There were many, many moments throughout the production that I thought were wonderful theatre. Each actor carried their role and made their character a part of my life. I was intrigued with the excellent adaption of this production for today's television. Nothing was lost; both the feel of the stage and the film set were preserved for whichever of the two you, the viewer, were most comfortable with. It all worked.

I was deeply moved by Audra McDonald's delivery of Ruth, the peacemaker, and under appreciated wife. Saana Lathan was an interesting Beneatha, and, Sean Combs was a very welcome surprise in the role of Walter. The authenticity of Phylicia Rashad's Lena was quietly riveting for me. I knew Lena, a hundred Lena's, and I knew without question that so too did Phylicia and that it was that irrevocable memory of our personal Lena's that drove this production straight to that place of immorality.

So, I cut to the chase and name the two moments that I refer to. The first was that moment of self-truth, self-knowledge in which Walter (Sean Combs)collided with his unalterable reality and it was such a physical blow after twising and turning every way he possibly could to try to avoid its acceptance that he finally threw himself onto the steps and collapsed. What he was experiencing was a death and Sean's portrayal of that moment was that moment of learning of a death your soul does not believe it can bear. His performance was profound!

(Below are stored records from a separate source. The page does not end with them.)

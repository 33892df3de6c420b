//! `trak init` — create the workspace.

use std::fs;

use anyhow::{Context, Result};

use trak::engine::TaskEngine;
use trak::paths;

/// Ignore the store (and its WAL siblings); the event log is the file
/// that syncs through git.
const GITIGNORE: &str = "trak.db\ntrak.db-wal\ntrak.db-shm\ntrak.jsonl.tmp\n";

pub fn run() -> Result<()> {
    let target = paths::init_target()?;
    let fresh = !target.root().exists();

    fs::create_dir_all(target.root())
        .with_context(|| format!("failed to create {}", target.root().display()))?;
    fs::create_dir_all(target.locks_dir()).context("failed to create locks directory")?;
    if !target.gitignore().exists() {
        fs::write(target.gitignore(), GITIGNORE).context("failed to write .gitignore")?;
    }

    // Opening the engine creates and migrates the store.
    let engine = TaskEngine::at(target.clone())?;
    drop(engine);

    if fresh {
        println!("Initialized trak workspace at {}", target.root().display());
    } else {
        println!("trak workspace already present at {}", target.root().display());
    }
    Ok(())
}
impl LockManager {
    /// Bind to `locks_dir` with the configured expiry.
    #[must_use]
    pub fn new(locks_dir: PathBuf, timeout_minutes: i64) -> Self {
        let audit = AuditLog::new(locks_dir.join("audit.jsonl"));
        Self { locks_dir, timeout_minutes, audit }
    }

    /// The audit trail.
    #[must_use]
    pub const fn audit(&self) -> &AuditLog {
        &self.audit
    }

    /// Try to take (or re-take) a lock on `repo` for `task`.
    ///
    /// # Errors
    /// I/O failures; a refusal is an [`AcquireOutcome::Conflict`], not an
    /// error.
    pub fn acquire(
        &self,
        repo: &Path,
        task: &str,
        agent: &str,
        files: &[String],
    ) -> Result<AcquireOutcome> {
        fs::create_dir_all(&self.locks_dir)?;
        let repo = canonical_repo(repo);
        let repo_str = repo.to_string_lossy().into_owned();
        let hash = repo_hash(&repo);
        let live = self.live_locks(&hash)?;

        // Re-acquire by the same task refreshes expiry and merges pattern
        // sets; an empty set on either side widens to the whole repo.
        if let Some((path, existing)) = live.iter().find(|(_, l)| l.task_id == task) {
            let merged = if existing.files.is_empty() || files.is_empty() {
                Vec::new()
            } else {
                let mut union = existing.files.clone();
                for f in files {
                    if !union.contains(f) {
                        union.push(f.clone());
                    }
                }
                union
            };
            let lock = self.build_lock(task, &repo_str, merged, agent);
            self.write_lock(path, &lock)?;
            self.audit.record(
                &AuditEvent::now(AuditAction::Acquire, &repo_str)
                    .task(task)
                    .agent(agent)
                    .detail("re-acquired"),
            );
            self.drop_from_queue(&hash, &repo_str, task)?;
            return Ok(AcquireOutcome::Acquired(lock));
        }

        for (_, holder) in &live {
            if let Some(conflict) = conflict_with(holder, files) {
                self.audit.record(
                    &AuditEvent::now(AuditAction::Conflict, &repo_str)
                        .task(task)
                        .agent(agent)
                        .detail(format!("held by {}", holder.task_id)),
                );
                return Ok(AcquireOutcome::Conflict(conflict));
            }
        }

        let lock = self.build_lock(task, &repo_str, files.to_vec(), agent);
        let primary = self.lock_path(&hash);
        let path = if live.iter().any(|(p, _)| *p == primary) {
            // Primary slot occupied by a non-overlapping files lock; this
            // one lives in a sibling file keyed by the task suffix.
            self.sibling_lock_path(&hash, task)
        } else {
            primary
        };
        self.write_lock(&path, &lock)?;
        self.audit.record(
            &AuditEvent::now(AuditAction::Acquire, &repo_str)
                .task(task)
                .agent(agent),
        );
        self.drop_from_queue(&hash, &repo_str, task)?;
        Ok(AcquireOutcome::Acquired(lock))
    }

    /// [`Self::acquire`], parking the request in the repo's queue when it
    /// conflicts.
    ///
    /// # Errors
    /// I/O failures.
    pub fn acquire_or_queue(
        &self,
        repo: &Path,
        task: &str,
        agent: &str,
        files: &[String],
        priority: i64,
    ) -> Result<QueueOutcome> {
        match self.acquire(repo, task, agent, files)? {
            AcquireOutcome::Acquired(lock) => Ok(QueueOutcome::Acquired(lock)),
            AcquireOutcome::Conflict(conflict) => {
                let repo = canonical_repo(repo);
                let repo_str = repo.to_string_lossy().into_owned();
                let hash = repo_hash(&repo);
                let queue_path = self.queue_path(&hash);
                let mut entries = queue::load(&queue_path)?;
                let entry = QueueEntry {
                    task_id: task.to_owned(),
                    agent: agent.to_owned(),
                    files: files.to_vec(),
                    requested_at: clock::now(),
                    priority,
                };
                let (position, added) = queue::enqueue(&mut entries, entry);
                if added {
                    queue::save(&queue_path, &entries)?;
                    self.audit.record(
                        &AuditEvent::now(AuditAction::Queue, &repo_str)
                            .task(task)
                            .agent(agent)
                            .detail(format!("position {position}")),
                    );
                    Ok(QueueOutcome::Queued {
                        position,
                        holder: conflict.holder,
                        conflicting: conflict.overlapping,
                    })
                } else {
                    Ok(QueueOutcome::AlreadyQueued { position })
                }
            }
        }
    }

    /// Release a lock on `repo`: the named task's lock, or the primary
    /// lock when no task is given. Returns the released lock, if any.
    /// The queue is not auto-promoted — waiting callers re-request.
    ///
    /// # Errors
    /// I/O failures.
    pub fn release(&self, repo: &Path, task: Option<&str>) -> Result<Option<Lock>> {
        let repo = canonical_repo(repo);
        let repo_str = repo.to_string_lossy().into_owned();
        let hash = repo_hash(&repo);
        let live = self.live_locks(&hash)?;

        let found = match task {
            Some(t) => live.into_iter().find(|(_, l)| l.task_id == t),
            None => {
                let primary = self.lock_path(&hash);
                live.into_iter().find(|(p, _)| *p == primary)
            }
        };
        let Some((path, lock)) = found else {
            return Ok(None);
        };
        fs::remove_file(&path)?;
        self.audit.record(
            &AuditEvent::now(AuditAction::Release, &repo_str)
                .task(&lock.task_id)
                .agent(&lock.agent),
        );
        Ok(Some(lock))
    }

    /// Force-remove every lock on `repo`, regardless of holder. Emergency
    /// recovery for stuck agents.
    ///
    /// # Errors
    /// I/O failures.
    pub fn break_locks(&self, repo: &Path, break_by: &str, reason: &str) -> Result<Vec<Lock>> {
        let repo = canonical_repo(repo);
        let repo_str = repo.to_string_lossy().into_owned();
        let hash = repo_hash(&repo);
        let mut broken = Vec::new();
        for (path, lock) in self.live_locks(&hash)? {
            fs::remove_file(&path)?;
            self.audit.record(
                &AuditEvent::now(AuditAction::Break, &repo_str)
                    .task(&lock.task_id)
                    .agent(break_by)
                    .detail(reason),
            );
            broken.push(lock);
        }
        Ok(broken)
    }

    /// Extend the holder's expiry by the configured timeout from now.
    /// Only the current holder may renew.
    ///
    /// # Errors
    /// A conflict error when `task` does not hold a lock on `repo`.
    pub fn renew(&self, repo: &Path, task: &str) -> Result<Lock> {
        let repo = canonical_repo(repo);
        let repo_str = repo.to_string_lossy().into_owned();
        let hash = repo_hash(&repo);
        let held = self
            .live_locks(&hash)?
            .into_iter()
            .find(|(_, l)| l.task_id == task);
        let Some((path, mut lock)) = held else {
            return Err(crate::error::TrakError::conflict(format!(
                "task {task} does not hold a lock on {repo_str}"
            )));
        };
        lock.expires_at = clock::now_plus_minutes(self.timeout_minutes);
        self.write_lock(&path, &lock)?;
        Ok(lock)
    }

    /// Every live lock under this manager, expiring stale ones on the way.
    ///
    /// # Errors
    /// I/O failures.
    pub fn list(&self) -> Result<Vec<Lock>> {
        let mut locks = Vec::new();
        let entries = match fs::read_dir(&self.locks_dir) {
            Ok(e) => e,
            Err(e) if e.kind() == std::io::ErrorKind::NotFound => return Ok(locks),
            Err(e) => return Err(e.into()),
        };
        for entry in entries {
            let path = entry?.path();
            if path.extension().is_some_and(|e| e == "lock")
                && let Some(lock) = self.read_live(&path)?
            {
                locks.push(lock);
            }
        }
        locks.sort_by(|a, b| a.repo_path.cmp(&b.repo_path).then_with(|| a.task_id.cmp(&b.task_id)));
        Ok(locks)
    }

    /// Live locks on one repo.
    ///
    /// # Errors
    /// I/O failures.
    pub fn locks_for(&self, repo: &Path) -> Result<Vec<Lock>> {
        let hash = repo_hash(&canonical_repo(repo));
        Ok(self.live_locks(&hash)?.into_iter().map(|(_, l)| l).collect())
    }

    /// The pending queue for one repo, in service order.
    ///
    /// # Errors
    /// I/O failures.
    pub fn queue_for(&self, repo: &Path) -> Result<Vec<QueueEntry>> {
        let hash = repo_hash(&canonical_repo(repo));
        queue::load(&self.queue_path(&hash))
    }

    // -- internals ----------------------------------------------------------

    fn build_lock(&self, task: &str, repo: &str, files: Vec<String>, agent: &str) -> Lock {
        let lock_type = if files.is_empty() { LockType::Repo } else { LockType::Files };
        Lock {
            task_id: task.to_owned(),
            repo_path: repo.to_owned(),
            files,
            timestamp: clock::now(),
            pid: std::process::id(),
            agent: agent.to_owned(),
            expires_at: clock::now_plus_minutes(self.timeout_minutes),
            lock_type,
        }
    }

    fn lock_path(&self, hash: &str) -> PathBuf {
        self.locks_dir.join(format!("{hash}.lock"))
    }

    fn sibling_lock_path(&self, hash: &str, task: &str) -> PathBuf {
        let suffix = task.rsplit('-').next().unwrap_or("x");
        self.locks_dir.join(format!("{hash}-{suffix}.lock"))
    }

    fn queue_path(&self, hash: &str) -> PathBuf {
        self.locks_dir.join(format!("{hash}.queue"))
    }

    fn write_lock(&self, path: &Path, lock: &Lock) -> Result<()> {
        fs::write(path, serde_json::to_string_pretty(lock)?)?;
        Ok(())
    }

    /// Lock files for one repo hash (primary and siblings), stale ones
    /// expired as a side-effect.
    fn live_locks(&self, hash: &str) -> Result<Vec<(PathBuf, Lock)>> {
        let mut live = Vec::new();
        let entries = match fs::read_dir(&self.locks_dir) {
            Ok(e) => e,
            Err(e) if e.kind() == std::io::ErrorKind::NotFound => return Ok(live),
            Err(e) => return Err(e.into()),
        };
        for entry in entries {
            let path = entry?.path();
            let Some(name) = path.file_name().and_then(|n| n.to_str()) else {
                continue;
            };
            if !name.starts_with(hash) || !name.ends_with(".lock") {
                continue;
            }
            if let Some(lock) = self.read_live(&path)? {
                live.push((path, lock));
            }
        }
        live.sort_by(|(a, _), (b, _)| a.cmp(b));
        Ok(live)
    }

    /// Read one lock file, deleting it (with an `expire` audit event) when
    /// it is past expiry or its holder is gone.
    fn read_live(&self, path: &Path) -> Result<Option<Lock>> {
        let raw = match fs::read_to_string(path) {
            Ok(r) => r,
            Err(e) if e.kind() == std::io::ErrorKind::NotFound => return Ok(None),
            Err(e) => return Err(e.into()),
        };
        let Ok(lock) = serde_json::from_str::<Lock>(&raw) else {
            warn!(path = %path.display(), "unreadable lock file ignored");
            return Ok(None);
        };
        let stale = clock::has_elapsed(&lock.expires_at) || !pid_alive(lock.pid);
        if stale {
            match fs::remove_file(path) {
                Ok(()) => {}
                Err(e) if e.kind() == std::io::ErrorKind::NotFound => {}
                Err(e) => return Err(e.into()),
            }
            self.audit.record(
                &AuditEvent::now(AuditAction::Expire, &lock.repo_path)
                    .task(&lock.task_id)
                    .agent(&lock.agent),
            );
            return Ok(None);
        }
        Ok(Some(lock))
    }

    fn drop_from_queue(&self, hash: &str, repo: &str, task: &str) -> Result<()> {
        let path = self.queue_path(hash);
        let mut entries = queue::load(&path)?;
        if queue::dequeue(&mut entries, task) {
            queue::save(&path, &entries)?;
            self.audit
                .record(&AuditEvent::now(AuditAction::Dequeue, repo).task(task));
        }
        Ok(())
    }
}
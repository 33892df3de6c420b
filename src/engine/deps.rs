//! Dependency edges.

use serde_json::json;

use crate::clock;
use crate::error::{Result, TrakError};
use crate::eventlog::{Event, EventOp};
use crate::graph;

use super::TaskEngine;

/// What a dependency mutation did.
#[derive(Clone, Copy, Debug, PartialEq, Eq)]
pub enum DepOutcome {
    /// Edge inserted.
    Added,
    /// Edge already existed (soft warning, not an error).
    Duplicate,
    /// Edge removed.
    Removed,
    /// Edge was not there to remove.
    Missing,
}

impl TaskEngine {
    /// Add `child depends on parent`. Self-dependencies and edges that
    /// would close a cycle are rejected; a duplicate edge is a soft
    /// warning.
    ///
    /// # Errors
    /// [`TrakError::NotFound`], validation failures, store failures.
    pub fn dep_add(&self, child: &str, parent: &str) -> Result<DepOutcome> {
        let child = self.store().resolve_id(child)?;
        let parent = self.store().resolve_id(parent)?;
        if child == parent {
            return Err(TrakError::validation(format!(
                "task {child} cannot depend on itself"
            )));
        }
        if graph::would_cycle(self.store(), child.as_str(), parent.as_str())? {
            return Err(TrakError::validation(format!(
                "dependency {child} → {parent} would create a cycle"
            )));
        }

        let added = self.store().add_dep(child.as_str(), parent.as_str())?;
        if !added {
            return Ok(DepOutcome::Duplicate);
        }
        self.emit(&Event::new(
            EventOp::DepAdd,
            child.as_str(),
            &clock::now(),
            json!({"depends_on": parent.as_str()}),
        ));
        self.autocommit(&format!("trak: dep {child} → {parent}"));
        Ok(DepOutcome::Added)
    }

    /// Remove `child depends on parent`.
    ///
    /// # Errors
    /// [`TrakError::NotFound`] and store failures.
    pub fn dep_rm(&self, child: &str, parent: &str) -> Result<DepOutcome> {
        let child = self.store().resolve_id(child)?;
        let parent = self.store().resolve_id(parent)?;

        let removed = self.store().rm_dep(child.as_str(), parent.as_str())?;
        if !removed {
            return Ok(DepOutcome::Missing);
        }
        self.emit(&Event::new(
            EventOp::DepRm,
            child.as_str(),
            &clock::now(),
            json!({"depends_on": parent.as_str()}),
        ));
        self.autocommit(&format!("trak: undep {child} → {parent}"));
        Ok(DepOutcome::Removed)
    }
}

// ---------------------------------------------------------------------------
// Tests
// ---------------------------------------------------------------------------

The next such moment was Lean's when she too was forced to accept the reality of not Walter's betrayal or poor judgement, but of how fleeting our worth can be regardless of the cost, how easily it can be dissolved in a split second, and how, no matter what she might do or say to preserve her deceased husband's tangible worth or even spiritual worth that she ultimately had no control over that whatsoever. It was the agony of surrender - of relinquishing that role of control to a higher authority - that I thought I heard and saw and felt in her near animal bellow of anguish. Letting go can be more painful than giving birth, and her letting go ripped the moon from its bed. I will never forget how she made me feel in that moment's performance - ever.

This production may not win an award of any kind, and it may be debated and compared to the original, and we may all have our varying opinions as to the degree of its worth. That is to be expected. But those moments are my "Play it Again Sam" and my "Frankly, Scarlett, I don't give a Damn" cinematic moments and I assure you, I'm keeping them!

1 comment:

Shelia said...

"Letting go can be more painful than giving birth, and her letting go ripped the moon from its bed. I will never forget how she made me feel in that moment's performance - ever."

That scene brought tears to my eyes.